[Taxacom] new GBIF dataportal
WEITZMAN at si.edu
Mon Aug 6 19:41:08 CDT 2007
While I totally agree with your points on data quality (here and in your excellent white paper on the topic), and agree that this would be a wonderful (and VERY important) thing to do ... this is yet another thing that institutions have to balance in our quest for the perfect balance of staff time use. So, to go back to my earlier email in this string (or the one that I renamed to better reflect the discussion--data quality vs. accessibility vs. quantity) we now have quandary about:
Data Quality vs. Metadata about Data Quality vs. Data Accessibility vs. Data Quantity.
So, we have people requesting that we do better on all fronts. Given our extremely limited resources, how do we balance those things? In a perfect world, no institution would have to, but I dare say, few live in that world. In the case of NMNH, with the number of collections that we have and the decreasing resources (in our case thanks to US Government priorities...which I will not comment on) what do you suggest?
If NMNH posted a message saying that 70% (probably more) of NMNH data records have not been quality checked in any way in the last 10 years--how would that help on the GBIF site? We have a number of really excellent records that have been vetted multiple times by specialists, but we have others that have never been looked at since they were entered--perhaps 30 years ago. How would a user know how to weed out the good from the bad.
Yes, we now have the fields for each record in the database that allow a user to record what has been verified and/or updated, but it takes time to fill in those fields. We ask people to do so, but.... We certainly don't have the staff to go through and update the records that have not been updated.
We have a list of caveats about our data in general (in our data access policy) that should be taken into account when using them, but how many users will do so?
If there is one thing that I have said repeatedly since I started working on the NMNH databases: In a perfect world, we should throw away nearly all of our records and start again with better data standards. However, while the costs of hardware (and even software--to some extent) have decreased, the cost of data input has increased and continues to do so. Until we can find a way to solve the problem that everything is dependent on the per hour costs for a human, we have serious problems.
Sorry to sound so negative. We (as a community) are going in the correct direction with GBIF, accessibility and better standards, I know that. But we also have to be aware of the constraints on institutions.
Now I'll go back to data standards for the perfect world and optimism about our (collective) future (and be glad that NMNH databases on a grand scale are no longer my responsibility)!
Anna L. Weitzman, PhD
Botanical and Biodiversity Informatics Research
National Museum of Natural History
weitzman at si.edu
From: taxacom-bounces at mailman.nhm.ku.edu on behalf of Arthur Chapman
Sent: Mon 06-Aug-07 8:04 PM
Cc: taxacom at mailman.nhm.ku.edu
Subject: Re: [Taxacom] new GBIF dataportal
I think one of the key points that has been missed here, is the need for
the documentation of data quality.
Perhaps the key issue is the recording of uncertainty - especially with
the georeferencing attributes, but also other attributes where possible.

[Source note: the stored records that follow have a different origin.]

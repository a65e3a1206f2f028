//! Pick rays and ray/sphere intersection.
//!
//! Screen points arrive as normalized device coordinates (Y up) and leave
//! as world-space rays; the globe is a sphere, so one quadratic decides
//! what is under the pointer.

use glam::Vec3;
use serde::Serialize;

use super::globe_camera::CameraSnapshot;

/// Hits closer than this to the ray origin are ignored.
const MIN_HIT_DISTANCE: f32 = 0.001;

/// A ray with a normalized direction.
#[derive(Debug, Clone, Copy, PartialEq, Serialize)]
pub struct Ray {
    pub origin: Vec3,
    pub direction: Vec3,
}

impl Ray {
    pub fn new(origin: Vec3, direction: Vec3) -> Self {
        Self {
            origin,
            direction: direction.normalize_or_zero(),
        }
    }

    /// Point at distance `t` along the ray.
    pub fn at(&self, t: f32) -> Vec3 {
        self.origin + self.direction * t
    }
}

/// Right and up vectors of a view looking along `forward`.
///
/// Uses world X as "right" when `forward` is (nearly) vertical, where the
/// cross product with world up degenerates.
fn view_basis(forward: Vec3) -> (Vec3, Vec3) {
    let right = if forward.y.abs() > 0.99 {
        Vec3::X
    } else {
        forward.cross(Vec3::Y).normalize()
    };
    (right, right.cross(forward).normalize_or_zero())
}

/// Pick ray from `camera_pos` through the screen point `ndc`.
///
/// `ndc` is in [-1, 1] with Y up, `aspect_ratio` is width / height and
/// `fov` the vertical field of view in radians.
pub fn ray_from_ndc(camera_pos: Vec3, camera_target: Vec3, ndc: (f32, f32), aspect_ratio: f32, fov: f32) -> Ray {
    let forward = (camera_target - camera_pos).normalize_or_zero();
    let (right, up) = view_basis(forward);

    let half_height = (fov * 0.5).tan();
    let half_width = half_height * aspect_ratio;
    Ray::new(camera_pos, forward + right * (ndc.0 * half_width) + up * (ndc.1 * half_height))
}

/// Distance along `ray` to the first point of the sphere in front of it.
///
/// From inside the sphere this is the exit point.
pub fn intersect_sphere(ray: &Ray, sphere_center: Vec3, sphere_radius: f32) -> Option<f32> {
    // |o + t d - c|² = r², |d| = 1
    let to_origin = ray.origin - sphere_center;
    let half_b = to_origin.dot(ray.direction);
    let c = to_origin.length_squared() - sphere_radius * sphere_radius;

    let discriminant = half_b * half_b - c;
    if discriminant < 0.0 || !discriminant.is_finite() {
        return None;
    }

    let root = discriminant.sqrt();
    [-half_b - root, -half_b + root]
        .into_iter()
        .find(|&t| t > MIN_HIT_DISTANCE)
}

/// Projection parameters shared by every pick ray of one view.
#[derive(Clone, Copy, Debug, PartialEq)]
pub struct RaycastConfig {
    /// Width / height
    pub aspect_ratio: f32,
    /// Vertical field of view in radians
    pub fov: f32,
}

impl RaycastConfig {
    /// Projection of a camera snapshot.
    pub fn from_snapshot(snapshot: &CameraSnapshot) -> Self {
        Self {
            aspect_ratio: snapshot.aspect,
            fov: snapshot.fov,
        }
    }

    pub fn ray(&self, camera_pos: Vec3, camera_target: Vec3, ndc: (f32, f32)) -> Ray {
        ray_from_ndc(camera_pos, camera_target, ndc, self.aspect_ratio, self.fov)
    }
}
//! Input Handler
//!
//! The strategy interface every mode-specific handler implements, and the
//! registry that keeps one priority-ordered handler chain per mode.

use std::cmp::Reverse;

use thiserror::Error;

use super::action::{Action, ActionData, ActionKind};
use super::event::InputEvent;
use super::mode::InteractionMode;
use crate::scene::SceneContext;

/// Failure while a handler processes an event.
///
/// The manager logs it and treats the event as not handled by that handler.
#[derive(Debug, Error, Clone, PartialEq)]
pub enum HandlerError {
    #[error("scene context is missing {0}")]
    MissingContext(&'static str),
    #[error("{0}")]
    Failed(String),
}

/// Rejected handler registration.
#[derive(Debug, Error, Clone, PartialEq, Eq)]
pub enum RegistrationError {
    #[error("handler '{0}' declares no supported modes")]
    NoSupportedModes(&'static str),
    #[error("handler '{handler}' does not support mode '{mode}'")]
    UnsupportedMode {
        handler: &'static str,
        mode: InteractionMode,
    },
}

/// Outcome of one `handle_input` call.
#[derive(Debug, Clone, PartialEq, Default)]
pub struct InputResult {
    pub handled: bool,
    pub action: Option<Action>,
    /// Ask the host to suppress its default behaviour (page scroll, context menu).
    pub prevent_default: bool,
    pub stop_propagation: bool,
}

impl InputResult {
    /// The handler looked at the event and declined it.
    pub fn unhandled() -> Self {
        Self::default()
    }

    /// Handled without a semantic action (e.g. the press half of a click).
    pub fn consumed() -> Self {
        Self {
            handled: true,
            stop_propagation: true,
            ..Self::default()
        }
    }

    /// Handled, emitting `kind` with `data`.
    pub fn action(kind: ActionKind, data: ActionData) -> Self {
        Self {
            handled: true,
            action: Some(Action::new(kind, data)),
            prevent_default: false,
            stop_propagation: true,
        }
    }

    pub fn with_prevent_default(mut self) -> Self {
        self.prevent_default = true;
        self
    }

    /// Whether dispatch should stop after this result.
    pub fn ends_dispatch(&self) -> bool {
        self.handled || self.prevent_default || self.stop_propagation
    }
}

/// A mode-specific input strategy.
///
/// Handlers are long-lived; gesture state (drag origin, accumulated points)
/// lives in the handler and is cleared in [`InputHandler::on_mode_exit`].
pub trait InputHandler {
    /// Name for logs and diagnostics.
    fn name(&self) -> &'static str;

    /// Modes this handler participates in. Must not be empty.
    fn supported_modes(&self) -> &[InteractionMode];

    /// Higher runs first. Read once, at registration.
    fn priority(&self) -> i32 {
        0
    }

    /// Whether this handler applies to `event` in `mode` given `context`.
    fn can_handle(&self, event: &InputEvent, mode: InteractionMode, context: &SceneContext) -> bool;

    /// Process an event accepted by [`InputHandler::can_handle`].
    fn handle_input(
        &mut self,
        event: &InputEvent,
        mode: InteractionMode,
        context: &SceneContext,
    ) -> Result<InputResult, HandlerError>;

    /// Drop any gesture state. Called for every handler of the outgoing mode.
    fn on_mode_exit(&mut self) {}
}

struct Registered {
    handler: Box<dyn InputHandler>,
    priority: i32,
}

/// Handlers plus one dispatch chain per mode.
///
/// Chains are sorted by descending priority; equal priorities keep
/// registration order.
#[derive(Default)]
pub struct HandlerRegistry {
    handlers: Vec<Registered>,
    chains: [Vec<usize>; 4],
}

impl HandlerRegistry {
    pub fn new() -> Self {
        Self::default()
    }

    /// Register `handler` for every mode it supports.
    pub fn register(&mut self, handler: Box<dyn InputHandler>) -> Result<(), RegistrationError> {
        let modes = handler.supported_modes().to_vec();
        self.register_for(handler, &modes)
    }

    /// Register `handler` for a subset of its supported modes.
    pub fn register_for(
        &mut self,
        handler: Box<dyn InputHandler>,
        modes: &[InteractionMode],
    ) -> Result<(), RegistrationError> {
        let name = handler.name();
        if modes.is_empty() || handler.supported_modes().is_empty() {
            return Err(RegistrationError::NoSupportedModes(name));
        }
        if let Some(&mode) = modes.iter().find(|m| !handler.supported_modes().contains(m)) {
            return Err(RegistrationError::UnsupportedMode {
                handler: name,
                mode,
            });
        }

        let index = self.handlers.len();
        let priority = handler.priority();
        self.handlers.push(Registered { handler, priority });

        for mode in InteractionMode::ALL {
            if !modes.contains(&mode) {
                continue;
            }
            let chain = &mut self.chains[mode.index()];
            chain.push(index);
            let handlers = &self.handlers;
            chain.sort_by_key(|&i| Reverse(handlers[i].priority));
        }

        log::debug!("[Input] Registered handler '{}' (priority {}) for {:?}", name, priority, modes);
        Ok(())
    }

    /// Number of handlers in the chain for `mode`.
    pub fn chain_len(&self, mode: InteractionMode) -> usize {
        self.chains[mode.index()].len()
    }

    /// The handler at `position` in the chain for `mode`.
    pub fn handler_in_chain_mut(
        &mut self,
        mode: InteractionMode,
        position: usize,
    ) -> Option<&mut dyn InputHandler> {
        let index = *self.chains[mode.index()].get(position)?;
        Some(self.handlers[index].handler.as_mut())
    }

    /// Handler names for `mode`, in dispatch order.
    pub fn names_for(&self, mode: InteractionMode) -> Vec<&'static str> {
        self.chains[mode.index()]
            .iter()
            .map(|&i| self.handlers[i].handler.name())
            .collect()
    }

    /// Call `on_mode_exit` on every handler in the chain for `mode`.
    pub fn reset_mode(&mut self, mode: InteractionMode) {
        for &i in &self.chains[mode.index()] {
            self.handlers[i].handler.on_mode_exit();
        }
    }

    pub fn clear(&mut self) {
        self.handlers.clear();
        for chain in &mut self.chains {
            chain.clear();
        }
    }

    pub fn len(&self) -> usize {
        self.handlers.len()
    }

    pub fn is_empty(&self) -> bool {
        self.handlers.is_empty()
    }
}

This should be done at the record level and should be additional to
metadata at the collection level.
Documentation (metadata) should be an essential element for all data
providers (to GBIF or anywhere else). Such documentation should include
such issues as
* Checks that have been carried out on quality
* Validation tests have been conducted on the data
* Ideally (I know a pipe-dream) information such that
o 20% of records have had their taxonomy verified in the past
o 50% of records have had their taxonomy verified in the past
o 10% of records have unverified taxonomy.
* Also ideally
o 20% records are accurate to within 2 km
o 50% or records are accurate to within 5 km
o 90% of records are accurate to within 10 km, etc.

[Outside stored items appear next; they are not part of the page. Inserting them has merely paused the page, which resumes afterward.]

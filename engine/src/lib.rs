//! Starcom Globe Engine Library
//!
//! Input routing for a 3D operations globe: pointer, wheel and keyboard
//! events on the globe canvas become semantic, mode-dependent actions
//! (camera navigation, intel marker placement and inspection, distance
//! measurement) published to the rest of the application.
//!
//! # Modules
//!
//! - [`input`] - Event normalization, interaction modes, handlers, the manager and the action bus
//! - [`camera`] - Globe orbit camera and raycasting
//! - [`scene`] - Per-event scene context and the reference globe scene
//! - [`geo`] - Latitude/longitude conversion and great-circle distances
//! - [`config`] - Tunable input configuration
//!
//! # Example
//!
//! ```ignore
//! use std::rc::Rc;
//! use starcom_globe_engine::input::{ActionKind, CanvasSurface, InteractionMode, RawInput, SurfaceRect};
//! use starcom_globe_engine::{GlobeCamera, GlobeInputManager, GlobeScene, InputConfig};
//!
//! let scene = GlobeScene::new(GlobeCamera::new(1280.0 / 720.0));
//! let mut manager = GlobeInputManager::new(scene, InputConfig::default())?;
//!
//! let canvas = CanvasSurface::shared(SurfaceRect::from_size(1280.0, 720.0));
//! manager.set_container(Some(canvas.clone()));
//!
//! let _placed = manager.on_action(ActionKind::IntelPlaceConfirm, |event| {
//!     println!("marker placed: {}", event.to_json().unwrap_or_default());
//! });
//!
//! manager.set_mode(InteractionMode::IntelPlacement);
//! manager.handle_raw(&RawInput::pointer_down(640.0, 360.0));
//! manager.handle_raw(&RawInput::pointer_up(640.0, 360.0));
//!
//! manager.destroy();
//! assert_eq!(canvas.listener_count(), 0);
//! ```

pub mod camera;
pub mod config;
pub mod geo;
pub mod input;
pub mod scene;

// Re-export the main entry points at crate level for convenience
pub use camera::{GlobeCamera, Ray};
pub use config::{ConfigError, InputConfig};
pub use geo::{EARTH_RADIUS_KM, GeoCoordinate};
pub use input::{ActionEvent, ActionKind, GlobeInputManager, InteractionMode};
pub use scene::{GlobeScene, MarkerAnchor, SceneContext, SceneContextProvider};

A large percentage of the data made available via GBIF will contain
errors, what is important for users is that the quality be documented,
so that users can make informed decisions on the value of those data for
their particular use. Secondly - a good feedback mechanism needs to be
available for users to be able to feed back information on errors or
I refer readers who have not already done so, to read the documents on
data quality on the GBIF Web site at
http://www.gbif.org/prog/digit/data_quality - including the BioGeomancer
Guide to Georeferencing
There are many automated and semi-automated techniques that institutions
can use for improving the quality of their data. Some training documents
in some of these can also be obtained from the GBIF site at
development of a self-training CD to cover many of these topics is also
currently under discussion.
Richard Pyle wrote:
> David has captured most of my thoughts on this issue -- which I've spent a
> lot of time thinking about lately. The basic issue is a trade-off between
> data accuracy, and data accessibility. These two things tend to work
> against each other: Do I expose all my data now, so that people can access
> the parts they need? Or do I wait until I've verified all the content? If
> it's too messy when released, it quickly gets branded as garbage and
> useless, and it's very difficult to overcome such a branding once applied,
> even when the data are later cleaned up. If you wait to make sure it's all
> clean before releasing, then it can remain inaccessible for years.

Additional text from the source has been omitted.